IV. Summary of the Arguments
In the Motion, Defendants maintain that Berger fails to state an Eighth Amendment claim against them. See Motion at 6-7. Additionally, they state that they are entitled to qualified immunity, see id. at 7-9, Carlton is not liable on the basis of respondeat superior, see id. at 9-10, and Berger is not entitled to compensatory and punitive damages under 42 U.S.C. § 1997e(e) because he has not alleged any physical injuries that are more than de minimis, resulting from Defendants' acts and/or omissions, see id. at 10-13. In response to Defendants' Motion, Berger asserts that he has alleged facts sufficient to state plausible claims under the Eighth Amendment. See Response at 3-5. He also maintains that Defendants are not entitled to qualified immunity, see id. at 5-6, Carlton personally participated in the federal constitutional deprivations, see id. at 6-7, and Berger's resulting physical injuries are more than de minimis, see id. at 8-9. As such, Berger requests that the Court deny Defendants' Motion. See id. at 10.
V. Discussion
A. Eighth Amendment Excessive Use of Force
To state a claim under 42 U.S.C. § 1983, a plaintiff must allege that (1) the defendant deprived him of a right secured under the United States Constitution or federal law, and (2) such deprivation occurred under color of state law. Salvato v. Miley, 790 F.3d 1286, 1295 (11th Cir. 2015); Bingham v. Thomas, 654 F.3d 1171, 1175 (11th Cir. 2011) (per curiam) (citation omitted); Richardson v. Johnson, 598 F.3d 734, 737 (11th Cir. 2010) (per curiam) (citations omitted). Additionally, the Eleventh Circuit requires "'an affirmative causal connection between the official's acts or omissions and the alleged constitutional deprivation' in § 1983 cases." Rodriguez v. Sec'y, Dep't of Corr., 508 F.3d 611, 625 (11th Cir. 2007) (quoting Zatler v. Wainwright, 802 F.2d 397, 401 (11th Cir. 1986)). In the absence of a federal constitutional deprivation or violation of a federal right, a plaintiff cannot sustain a cause of action against the defendants.

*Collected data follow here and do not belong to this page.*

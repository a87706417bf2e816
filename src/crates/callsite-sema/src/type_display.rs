// src/crates/callsite-sema/src/type_display.rs
//
// Human-readable type names for diagnostics and call rendering.

use crate::compilation_db::CompilationDb;
use crate::type_arena::{SemaType, TypeId};

impl CompilationDb {
    /// Render a type the way a user would write it: `Wrapper<Mutable>`, `i32[,]`.
    pub fn display_type(&self, ty: TypeId) -> String {
        match self.types.get(ty) {
            SemaType::Invalid => "<invalid>".to_string(),
            SemaType::Void => "void".to_string(),
            SemaType::Primitive(p) => p.name().to_string(),
            SemaType::String => "string".to_string(),
            SemaType::Object => "object".to_string(),
            SemaType::Metatype => "Type".to_string(),
            SemaType::Nominal { def, args, .. } => {
                let name = &self.entities.get_type(*def).name;
                if args.is_empty() {
                    return name.clone();
                }
                let args: Vec<String> = args.iter().map(|&a| self.display_type(a)).collect();
                format!("{}<{}>", name, args.join(", "))
            }
            SemaType::Array { elem, rank } => {
                let commas = ",".repeat(usize::from(*rank).saturating_sub(1));
                format!("{}[{}]", self.display_type(*elem), commas)
            }
            SemaType::TypeParam(id) => self
                .entities
                .type_param(*id)
                .map(|tp| tp.name.clone())
                .unwrap_or_else(|| format!("T{}", id.index())),
            SemaType::ByRef(inner) => format!("ref {}", self.display_type(*inner)),
        }
    }

    /// `Declaring.Name` for diagnostics.
    pub fn display_method(&self, method: callsite_identity::MethodId) -> String {
        let def = self.method(method);
        format!("{}.{}", self.display_type(def.declaring_type), def.name)
    }
}

#[cfg(test)]
mod tests {
    use super::*;
    use crate::entity_defs::TypeDefKind;

    #[test]
    fn renders_closed_generics_and_arrays() {
        let mut db = CompilationDb::new();
        let mutable = db.define_type("Mutable", TypeDefKind::Struct, &[]);
        let wrapper = db.define_type("Wrapper", TypeDefKind::Class, &["T"]);
        let mutable_ty = db.self_type(mutable);
        let closed = db.closed_type(wrapper, &[mutable_ty]);
        let grid = db.array_type(TypeId::I32, 2);

        assert_eq!(db.display_type(closed), "Wrapper<Mutable>");
        assert_eq!(db.display_type(db.self_type(wrapper)), "Wrapper<T>");
        assert_eq!(db.display_type(grid), "i32[,]");
        assert_eq!(db.display_type(TypeId::OBJECT), "object");
    }
}
// src/crates/callsite-codegen/src/interp/mod.rs
//! Interpreted strategy: lambda bodies lowered to a flat instruction list and
//! stepped by a stack machine.

mod lower;
mod vm;

#[cfg(test)]
mod tests;

pub use lower::Lowering;
pub use vm::{Instr, Program};
// src/crates/callsite-expr/src/ast.rs
//
// Expression nodes consumed by call construction and compilation.
//
// Nodes are immutable once built by `ExprFactory`; every node carries its
// static type. Only the shapes that matter to method calls are modelled.

use crate::validate::CallNode;
use callsite_identity::{FieldId, MethodId, ParamId, PropertyId};
use callsite_sema::{ConstantValue, TypeId};

#[derive(Debug, Clone)]
pub struct Expr {
    pub kind: ExprKind,
    /// Static type of the expression
    pub ty: TypeId,
}

impl Expr {
    pub fn new(kind: ExprKind, ty: TypeId) -> Self {
        Self { kind, ty }
    }

    /// Write-only properties cannot be read; everything else can.
    pub fn is_readable(&self) -> bool {
        match &self.kind {
            ExprKind::Property { getter, .. } => getter.is_some(),
            _ => true,
        }
    }

    pub fn as_parameter(&self) -> Option<&ParamExpr> {
        match &self.kind {
            ExprKind::Parameter(param) => Some(param),
            _ => None,
        }
    }

    pub fn as_call(&self) -> Option<&CallNode> {
        match &self.kind {
            ExprKind::Call(call) => Some(call),
            _ => None,
        }
    }
}

#[derive(Debug, Clone, PartialEq, Eq)]
pub struct ParamExpr {
    pub id: ParamId,
    pub name: Option<String>,
}

impl ParamExpr {
    /// Name used when rendering: the declared name or a synthetic `Param_N`.
    pub fn display_name(&self) -> String {
        match &self.name {
            Some(name) => name.clone(),
            None => format!("Param_{}", self.id.index()),
        }
    }
}

/// Constant payloads.
#[derive(Debug, Clone, PartialEq)]
pub enum Literal {
    Value(ConstantValue),
    Null,
    /// Default value of the expression's type
    Default,
    /// A default-constructed instance, allocated once per compiled callable
    New,
}

/// Which factory form built an array element access.
#[derive(Debug, Clone, Copy, PartialEq, Eq)]
pub enum IndexForm {
    ArrayIndex,
    ArrayAccess,
}

#[derive(Debug, Clone)]
pub enum ExprKind {
    Parameter(ParamExpr),
    Constant(Literal),
    /// Field read; `owner` is `None` for static and literal fields
    Field {
        owner: Option<Box<Expr>>,
        field: FieldId,
        /// Closed type that declares the field
        declaring: TypeId,
    },
    /// Property or indexer read through its getter
    Property {
        owner: Option<Box<Expr>>,
        property: PropertyId,
        /// Getter closed over the owner type; `None` for write-only properties
        getter: Option<MethodId>,
        args: Vec<Expr>,
    },
    ArrayIndex {
        array: Box<Expr>,
        indices: Vec<Expr>,
        form: IndexForm,
    },
    /// Unbox an `object` into the value type given by the node type
    Unbox(Box<Expr>),
    Call(Box<CallNode>),
    /// Evaluate in order, yield the last value
    Block(Vec<Expr>),
}

/// A compilable unit: parameters bound to frame slots, plus a body.
#[derive(Debug, Clone)]
pub struct Lambda {
    pub params: Vec<Expr>,
    pub body: Expr,
}

impl Lambda {
    pub fn new(body: Expr, params: Vec<Expr>) -> Self {
        Self { params, body }
    }

    pub fn return_type(&self) -> TypeId {
        self.body.ty
    }
}
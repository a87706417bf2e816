//! Callsite runtime: values, shared storage, static fields, and native method bodies.

pub mod errors;
pub mod native_registry;
pub mod runtime;
pub mod value;

pub use errors::RuntimeError;
pub use native_registry::{CallArgs, NativeBody, NativeRegistry};
pub use runtime::{Runtime, StaticKey};
pub use value::{ArrayRef, BoxRef, Dims, Instance, ObjectRef, StructValue, Value};
// tests/common/mod.rs
//! Shared helpers for the integration tests.

#![allow(dead_code)]

use std::sync::Arc;

use callsite::fixtures::{FixtureIds, Fixtures};
use callsite::{ExecutionStrategy, ExprFactory, Lambda, Runtime, Value, compile};

/// Build a lambda against fresh fixtures, then freeze them into a runtime.
pub fn build<F>(build: F) -> (Lambda, FixtureIds, Arc<Runtime>)
where
    F: FnOnce(&mut ExprFactory<'_>, &FixtureIds) -> Lambda,
{
    let mut fx = Fixtures::new();
    let ids = fx.ids;
    let lambda = {
        let mut f = ExprFactory::new(&mut fx.db);
        build(&mut f, &ids)
    };
    (lambda, ids, fx.into_runtime())
}

/// Invoke `lambda` `times` times under `strategy` with the same input.
pub fn invoke_repeatedly(
    lambda: &Lambda,
    rt: &Arc<Runtime>,
    strategy: ExecutionStrategy,
    input: &[Value],
    times: usize,
) -> Vec<Value> {
    let callable = compile(lambda, rt, strategy).unwrap();
    (0..times)
        .map(|_| callable.invoke(input).unwrap())
        .collect()
}

pub fn ints(values: &[i32]) -> Vec<Value> {
    values.iter().copied().map(Value::I32).collect()
}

With respect to the appropriate analysis in an excessive use of force case, the Eleventh Circuit has explained.
[O]ur core inquiry is "whether force was applied in a good-faith effort to maintain or restore discipline, or maliciously and sadistically to cause harm." Hudson v.
McMillian, 503 U.S. 1, 112 S.Ct. 995, 999, 117 L.Ed.2d 156 (1992). In determining whether force was applied maliciously and sadistically, we look to five factors: "(1) the extent of injury; (2) the need for application of force; (3) the relationship between that need and the amount of force used; (4) any efforts made to temper the severity of a forceful response; and (5) the extent of the threat to the safety of staff and inmates[, as reasonably perceived by the responsible officials on the basis of facts known to them]..." Campbell v. Sikes, 169 F.3d 1353, 1375 (11th Cir. 1999) (quotations omitted).[]McKinney v. Sheriff, 520 F. App'x 903, 905 (11th Cir. 2013) (per curiam). "When considering these factors, [courts] 'give a wide range of deference to prison officials acting to preserve discipline and security, including when considering decisions made at the scene of a disturbance.'" Fennell v. Gilstrap, 559 F.3d 1212, 1217 (11th Cir. 2009) (per curiam) (quoting Cockrell v. Sparks, 510 F.3d 1307, 1311 (11th Cir. 2007)).
See Whitley v. Albers, 475 U.S. 312, 321 (1986).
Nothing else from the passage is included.